Depuis quelques années, cette économie du cannabis est en pleine mutation. La lutte contre les filières marocaines de résine et la demande croissante pour des produits « naturels », jugés de meilleure qualité, ont fait grimper la part de marché de l’herbe. De l’ordre de 10 % il y a quinze ans, elle avoisinerait aujourd’hui 40 %, pour un prix de vente en hausse, autour de 10 euros le gramme. La « beuh » est majoritairement importée des Pays-Bas, voire de Belgique ou d’Espagne. « Les réseaux criminels des cités produisent peu, ce sont des commerçants, pas des cultivateurs », précise Vincent Le Beguec. La culture d’herbe en intérieur est plutôt le fait de « cannabiculteurs » individuels, qui produisent de faibles quantités pour leur usage et celui de leur entourage. Mais la police a tout de même débusqué des « cannabis factories », tenues par le crime organisé, dans le Nord, où les industriels néerlandais ont exporté leur savoir-faire. En 2016, elle a ainsi découvert 4 000 pieds dans un hangar désaffecté près de Roubaix. Une saisie qui reste exceptionnelle.

Trois scénarios pour une légalisation

Il est rare qu’une étude sur les drogues ait les honneurs de la direction du Trésor de Bercy. Dans un numéro récent de la revue du ministère, les universitaires Christian Ben Lakhdar et Pierre Kopp ont publié un bilan socioéconomique du cannabis, sur la base de travaux déjà effectués pour le think tank Terra Nova. Ils partent d’un constat d’échec : la France est l’un des pays les plus répressifs, tout en étant le plus gros consommateur européen. Ils estiment le coût social du cannabis à plus de 900 millions d’euros : 560 millions de dépenses publiques, dont à peine 36 millions pour la prévention, le reste étant consacré aux services policiers et judiciaires ; et 350 millions de « pertes », liées à la mortalité et à l’emprisonnement.

Les auteurs envisagent donc plusieurs réformes possibles. Tout d’abord, les autorités pourraient dépénaliser l’usage mais pas la vente. Cela permettrait de réduire les dépenses publiques de 55 % en mettant fin aux interpellations d’usagers.

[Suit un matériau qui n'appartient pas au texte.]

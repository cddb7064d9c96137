use std::time::Duration;

use log::{debug, warn};
use reqwest::{Client, ClientBuilder};

use crate::{
    config::FetchEnv,
    fetch_error::FetchError,
    retry::{Outcome, RetryPolicy, RetryState, classify_status},
};

#[derive(Debug, Clone, PartialEq, Eq)]
pub enum FetchRequest {
    Get { url: String },
    PostForm { url: String, form: Vec<(String, String)> },
}

impl FetchRequest {
    pub fn url(&self) -> &str {
        match self {
            FetchRequest::Get { url } | FetchRequest::PostForm { url, .. } => url,
        }
    }

    fn method(&self) -> &'static str {
        match self {
            FetchRequest::Get { .. } => "GET",
            FetchRequest::PostForm { .. } => "POST",
        }
    }
}

/// How one attempt ended when it didn't produce a body.
enum AttemptError {
    Retryable(String),
    Fatal(FetchError),
}

/// Sequential HTTP client: one request in flight, retried with backoff, and
/// a politeness pause after every success.
pub struct RequestClient {
    client: Client,
    retry: RetryPolicy,
    polite_delay: Duration,
}

impl RequestClient {
    pub fn new(env: &FetchEnv, retry: RetryPolicy, polite_delay: Duration) -> Result<Self, FetchError> {
        let client = ClientBuilder::new()
            .user_agent(env.user_agent())
            .timeout(env.timeout())
            .build()?;
        Ok(Self {
            client,
            retry,
            polite_delay,
        })
    }

    pub fn retry_policy(&self) -> &RetryPolicy {
        &self.retry
    }

    /// Fetch a body, retrying 429, 5xx and transport failures until the
    /// retry budget runs out.
    pub async fn fetch(&self, request: &FetchRequest) -> Result<String, FetchError> {
        let mut state = RetryState::Attempting(1);
        let mut last_error = String::new();
        loop {
            let RetryState::Attempting(attempt) = state else {
                return Err(FetchError::Exhausted {
                    url: request.url().to_string(),
                    attempts: self.retry.max_attempts,
                    last: last_error,
                });
            };

            match self.attempt(request).await {
                Ok(body) => {
                    debug!("{} {} ok ({} bytes)", request.method(), request.url(), body.len());
                    tokio::time::sleep(self.polite_delay).await;
                    return Ok(body);
                }
                Err(AttemptError::Fatal(e)) => return Err(e),
                Err(AttemptError::Retryable(reason)) => {
                    state = self.retry.step(attempt, Outcome::Retryable);
                    if let RetryState::Attempting(_) = state {
                        let wait = self.retry.jittered_backoff(attempt, &mut rand::rng());
                        warn!(
                            "{} {} failed ({}), attempt {}/{}, retrying in {:?}",
                            request.method(),
                            request.url(),
                            reason,
                            attempt,
                            self.retry.max_attempts,
                            wait
                        );
                        tokio::time::sleep(wait).await;
                    }
                    last_error = reason;
                }
            }
        }
    }

    async fn attempt(&self, request: &FetchRequest) -> Result<String, AttemptError> {
        let builder = match request {
            FetchRequest::Get { url } => self.client.get(url),
            FetchRequest::PostForm { url, form } => self.client.post(url).form(form),
        };
        let response = builder
            .send()
            .await
            .map_err(|e| AttemptError::Retryable(e.to_string()))?;

        let status = response.status();
        match classify_status(status) {
            Outcome::Success => response
                .text()
                .await
                .map_err(|e| AttemptError::Retryable(e.to_string())),
            Outcome::Retryable => Err(AttemptError::Retryable(format!("HTTP {}", status.as_u16()))),
            Outcome::Fatal => Err(AttemptError::Fatal(FetchError::Status {
                url: request.url().to_string(),
                status: status.as_u16(),
            })),
        }
    }
}
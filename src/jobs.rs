use std::collections::HashMap;

use log::{debug, info, warn};

use crate::{
    card::{SourceRecord, StoredRecord},
    discovery::{PageSource, TileWalker, UrlWalker},
    identity::IdentityIndex,
    merge::{fill_set_name, merge, usable},
    page_parser::PageParser,
    run_state::RunState,
    store::Dataset,
};

pub const DEFAULT_SAVE_INTERVAL: usize = 200;

#[derive(Debug, Clone)]
pub struct JobOptions {
    pub max_pages: Option<u32>,
    pub save_interval: usize,
    /// Run everything but never touch the dataset files.
    pub dry_run: bool,
    /// Log and skip detail pages whose fetch fails instead of aborting.
    pub skip_failed_details: bool,
}

impl Default for JobOptions {
    fn default() -> Self {
        Self {
            max_pages: None,
            save_interval: DEFAULT_SAVE_INTERVAL,
            dry_run: false,
            skip_failed_details: false,
        }
    }
}

/// Applies scraped records to the dataset and checkpoints as it goes.
struct Enricher<'a> {
    dataset: &'a mut Dataset,
    index: IdentityIndex,
    state: RunState,
    options: &'a JobOptions,
}

impl<'a> Enricher<'a> {
    fn new(dataset: &'a mut Dataset, options: &'a JobOptions) -> Self {
        let index = IdentityIndex::build(&dataset.records);
        if index.collisions() > 0 {
            warn!(
                "{} cards share a name and number with an earlier card and won't be enriched",
                index.collisions()
            );
        }
        Self {
            dataset,
            index,
            state: RunState::new(options.save_interval),
            options,
        }
    }

    fn apply(&mut self, source: &SourceRecord) -> anyhow::Result<()> {
        self.state.seen += 1;
        let Some(position) = self.index.resolve(source) else {
            debug!("no stored card for {:?} #{:?}", source.name, source.number);
            return Ok(());
        };
        self.state.matched += 1;
        if merge(&mut self.dataset.records[position], source) {
            self.updated(position)?;
        }
        Ok(())
    }

    fn updated(&mut self, position: usize) -> anyhow::Result<()> {
        if self.state.record_update(position) {
            self.checkpoint()?;
        }
        Ok(())
    }

    fn checkpoint(&mut self) -> anyhow::Result<()> {
        if self.options.dry_run {
            return Ok(());
        }
        self.dataset.save()?;
        self.state.mark_saved();
        info!(
            "incremental_save updated={} seen={} page={}",
            self.state.updated, self.state.seen, self.state.pages_scanned
        );
        Ok(())
    }

    fn finish(mut self) -> anyhow::Result<RunState> {
        if !self.options.dry_run {
            self.dataset.save()?;
            self.state.mark_saved();
        }
        info!("done {}", self.state.summary());
        Ok(self.state)
    }
}

/// Listing-only enrichment: set names and codes straight from the tiles.
pub async fn run_listing_job<S: PageSource>(
    source: &S,
    parser: &PageParser,
    dataset: &mut Dataset,
    options: &JobOptions,
) -> anyhow::Result<RunState> {
    let mut enricher = Enricher::new(dataset, options);
    let mut walker = TileWalker::new(source, parser, options.max_pages);

    while let Some(tiles) = walker.next_page().await? {
        enricher.state.pages_scanned = walker.pages_visited();
        for tile in &tiles {
            enricher.apply(tile)?;
        }
        info!(
            "page_done page={} seen_total={} updated_total={}",
            enricher.state.pages_scanned, enricher.state.seen, enricher.state.updated
        );
    }
    enricher.state.pages_scanned = walker.pages_visited();
    enricher.finish()
}

/// Listing-plus-detail enrichment: every card's own page is fetched.
pub async fn run_detail_job<S: PageSource>(
    source: &S,
    parser: &PageParser,
    dataset: &mut Dataset,
    options: &JobOptions,
) -> anyhow::Result<RunState> {
    let mut enricher = Enricher::new(dataset, options);
    let mut walker = UrlWalker::new(source, parser, options.max_pages);

    while let Some(urls) = walker.next_batch().await? {
        enricher.state.pages_scanned = walker.pages_visited();
        for url in &urls {
            let markup = match source.detail_page(url).await {
                Ok(markup) => markup,
                Err(e) if options.skip_failed_details => {
                    warn!("skipping {}: {:#}", url, e);
                    continue;
                }
                Err(e) => return Err(e),
            };
            let Some(record) = parser.parse_detail(&markup) else {
                debug!("{} is not a card page", url);
                continue;
            };
            enricher.apply(&record)?;
        }
        info!(
            "page_done page={} seen_total={} updated_total={}",
            enricher.state.pages_scanned, enricher.state.seen, enricher.state.updated
        );
    }
    enricher.state.pages_scanned = walker.pages_visited();
    enricher.finish()
}

/// Learn set code -> set name from the listing, then name every stored card
/// whose set name is missing but whose code is known.
pub async fn run_fix_sets_job<S: PageSource>(
    source: &S,
    parser: &PageParser,
    dataset: &mut Dataset,
    options: &JobOptions,
) -> anyhow::Result<RunState> {
    let (set_names, pages) = discover_set_names(source, parser, options.max_pages).await?;
    info!("found {} sets over {} listing pages", set_names.len(), pages);

    let mut enricher = Enricher::new(dataset, options);
    enricher.state.pages_scanned = pages;
    for position in 0..enricher.dataset.records.len() {
        let record = &enricher.dataset.records[position];
        let Some(name) = set_code(record).and_then(|code| set_names.get(code)) else {
            continue;
        };
        enricher.state.seen += 1;
        enricher.state.matched += 1;
        if fill_set_name(&mut enricher.dataset.records[position], name) {
            enricher.updated(position)?;
        }
    }
    enricher.finish()
}

fn set_code(record: &StoredRecord) -> Option<&str> {
    record
        .set_field("code")
        .and_then(|v| v.as_str())
        .filter(|code| !code.is_empty())
}

/// First usable name seen for each set code wins. Also returns how many
/// listing pages were fetched.
pub async fn discover_set_names<S: PageSource>(
    source: &S,
    parser: &PageParser,
    max_pages: Option<u32>,
) -> anyhow::Result<(HashMap<String, String>, u32)> {
    let mut names = HashMap::new();
    let mut walker = TileWalker::new(source, parser, max_pages);
    while let Some(tiles) = walker.next_page().await? {
        for tile in tiles {
            let (Some(code), Some(name)) = (tile.set_code, usable(tile.set_name.as_deref())) else {
                continue;
            };
            names.entry(code).or_insert_with(|| name.to_string());
        }
    }
    Ok((names, walker.pages_visited()))
}

/// The first `limit` records this run changed, for dry-run output.
pub fn updated_sample<'d>(dataset: &'d Dataset, state: &RunState, limit: usize) -> Vec<&'d StoredRecord> {
    state
        .updated_positions
        .iter()
        .take(limit)
        .filter_map(|&i| dataset.records.get(i))
        .collect()
}
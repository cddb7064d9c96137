use log::debug;
use scraper::{ElementRef, Html, Selector};

use crate::{
    card::SourceRecord,
    config::{FieldSpecs, LinkSpec, SiteConfig},
    extract::{Extractor, FieldRule, Vocabulary, build_extractor, parse_selector},
    text_manipulators::{extract_keywords, parse_int, set_code_from_path},
};

pub const CARD_TYPES: &[&str] = &[
    "Action",
    "Asset",
    "Attack",
    "Backup",
    "Character",
    "Foundation",
];

pub const RARITIES: &[&str] = &[
    "Common",
    "Uncommon",
    "Rare",
    "Ultra Rare",
    "Secret Rare",
    "Champion Rare",
    "Starter",
    "Promo",
];

struct FieldRules {
    name: FieldRule,
    number: FieldRule,
    set_name: FieldRule,
    set_code: FieldRule,
    image_url: FieldRule,
    text: FieldRule,
    cost: FieldRule,
    attack: FieldRule,
    health: FieldRule,
}

impl FieldRules {
    fn compile(specs: &FieldSpecs) -> anyhow::Result<Self> {
        Ok(Self {
            name: FieldRule::from_specs(&specs.name)?,
            number: FieldRule::from_specs(&specs.number)?,
            set_name: FieldRule::from_specs(&specs.set_name)?,
            set_code: FieldRule::from_specs(&specs.set_code)?,
            image_url: FieldRule::from_specs(&specs.image_url)?,
            text: FieldRule::from_specs(&specs.text)?,
            cost: FieldRule::from_specs(&specs.cost)?,
            attack: FieldRule::from_specs(&specs.attack)?,
            health: FieldRule::from_specs(&specs.health)?,
        })
    }
}

struct LinkRule {
    extractor: Box<dyn Extractor>,
    template: Option<String>,
}

impl LinkRule {
    fn compile(spec: &LinkSpec) -> anyhow::Result<Self> {
        Ok(Self {
            extractor: build_extractor(&spec.extractor)?,
            template: spec.template.clone(),
        })
    }

    fn href(&self, raw: &str) -> String {
        match &self.template {
            Some(template) => template.replace("{1}", raw),
            None => raw.to_string(),
        }
    }
}

/// What one listing page holds.
#[derive(Debug, Default)]
pub struct ListingPage {
    /// Partial records, one per tile that has a name.
    pub tiles: Vec<SourceRecord>,
    /// Absolute detail URLs in page order, without repeats.
    pub detail_urls: Vec<String>,
    /// Absolute URL of the next listing page, for sites paginated by anchor.
    pub next_link: Option<String>,
}

/// Turns catalog markup into [`SourceRecord`]s for one site layout.
pub struct PageParser {
    site: SiteConfig,
    tile: Selector,
    listing: FieldRules,
    detail: FieldRules,
    links: Vec<LinkRule>,
    next_link: Option<Selector>,
    card_type: FieldRule,
    rarity: FieldRule,
}

impl PageParser {
    pub fn new(site: &SiteConfig) -> anyhow::Result<Self> {
        let links = site
            .listing
            .detail_link
            .iter()
            .map(LinkRule::compile)
            .collect::<anyhow::Result<Vec<_>>>()?;
        let next_link = site
            .pagination
            .next_selector
            .as_deref()
            .map(parse_selector)
            .transpose()?;
        Ok(Self {
            site: site.clone(),
            tile: parse_selector(&site.listing.tile)?,
            listing: FieldRules::compile(&site.listing.fields)?,
            detail: FieldRules::compile(&site.detail.fields)?,
            links,
            next_link,
            card_type: FieldRule::new(vec![Box::new(Vocabulary::new(CARD_TYPES))]),
            rarity: FieldRule::new(vec![Box::new(Vocabulary::new(RARITIES))]),
        })
    }

    pub fn site(&self) -> &SiteConfig {
        &self.site
    }

    pub fn parse_listing(&self, markup: &str) -> ListingPage {
        let document = Html::parse_document(markup);
        let root = document.root_element();

        let mut tiles = Vec::new();
        for tile in root.select(&self.tile) {
            let Some(name) = self.listing.name.extract(tile) else {
                debug!("skipping tile without a name");
                continue;
            };
            let mut record = SourceRecord::new(name);
            record.number = self.listing.number.extract(tile);
            record.set_name = self.listing.set_name.extract(tile);
            record.set_code = self.listing.set_code.extract(tile);
            record.url = self.detail_links(tile).into_iter().next();
            tiles.push(record);
        }

        let next_link = self.next_link.as_ref().and_then(|selector| {
            root.select(selector)
                .filter_map(|a| a.value().attr("href"))
                .find_map(|href| self.site.resolve(href).ok())
        });

        ListingPage {
            tiles,
            detail_urls: self.detail_links(root),
            next_link,
        }
    }

    /// `None` when the page has no card name: it isn't a card page.
    pub fn parse_detail(&self, markup: &str) -> Option<SourceRecord> {
        let document = Html::parse_document(markup);
        let root = document.root_element();

        let name = self.detail.name.extract(root)?;
        let mut record = SourceRecord::new(name);
        record.number = self.detail.number.extract(root);
        record.set_name = self.detail.set_name.extract(root);
        record.image_url = self
            .detail
            .image_url
            .extract(root)
            .and_then(|src| self.site.resolve(&src).ok());
        // The image path is the more reliable source of the set code.
        record.set_code = self
            .detail
            .set_code
            .extract(root)
            .or_else(|| record.image_url.as_deref().and_then(set_code_from_path));
        record.card_type = self.card_type.extract(root);
        record.rarity = self.rarity.extract(root);
        record.text = self.detail.text.extract(root);
        record.keywords = record
            .text
            .as_deref()
            .map(extract_keywords)
            .unwrap_or_default();
        record.cost = stat(&self.detail.cost, root);
        record.attack = stat(&self.detail.attack, root);
        record.health = stat(&self.detail.health, root);
        Some(record)
    }

    /// Detail URLs under `scope`; the first link rule that finds anything
    /// wins.
    fn detail_links(&self, scope: ElementRef) -> Vec<String> {
        for rule in &self.links {
            let mut urls: Vec<String> = Vec::new();
            for raw in rule.extractor.extract_all(scope) {
                let Ok(url) = self.site.resolve(&rule.href(&raw)) else {
                    continue;
                };
                if !urls.contains(&url) {
                    urls.push(url);
                }
            }
            if !urls.is_empty() {
                return urls;
            }
        }
        Vec::new()
    }
}

/// Stat boxes hold a number, sometimes with a label; anything else is absent.
fn stat(rule: &FieldRule, scope: ElementRef) -> Option<i64> {
    rule.extract(scope).as_deref().and_then(parse_int)
}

Mais cela provoquerait une hausse de 12 % du nombre de consommateurs et de 16 % des quantités vendues. « Ce serait un cadeau pour les trafiquants, prévient Christian Ben Lakhdar. Une demande décomplexée pourrait faire grimper les prix, donc leurs profits. » Autre option : la légalisation complète du marché sur un modèle concurrentiel. L’impact serait positif pour les finances publiques, avec une baisse des dépenses et une hausse des recettes fiscales sur les ventes. Mais elle entraînerait une diminution des prix et ferait exploser de 71 % le nombre d’usagers et quasi doubler les quantités consommées. « Les réseaux criminels se reporteraient sur d’autres drogues, notamment la cocaïne, s’inquiète Vincent Le Beguec, patron de l’office de lutte contre les stupéfiants. Or, sur ce marché, la hausse de l’offre entraîne celle de la demande. » Pour concilier lutte contre les trafics et objectifs de santé publique, Christian Ben Lakhdar propose donc que l’Etat garde la main et mette en place une autorité de régulation, semblable à l’Arjel pour les jeux en ligne. « Elle empêcherait tout marketing favorisant l’attractivité du produit et pourrait agir sur les prix à travers les taxes. » L’idée serait, d’abord, de fixer un prix assez bas pour assécher le marché parallèle. Puis l’agence imposerait des taxes de plus en plus élevées afin de limiter la consommation, comme pour le tabac. Une tactique qui laisse toutefois sceptique Vincent Le Beguec : « Il faut attendre d’avoir plus de recul sur les expériences étrangères. »

SOURCE : INHESJ (2016).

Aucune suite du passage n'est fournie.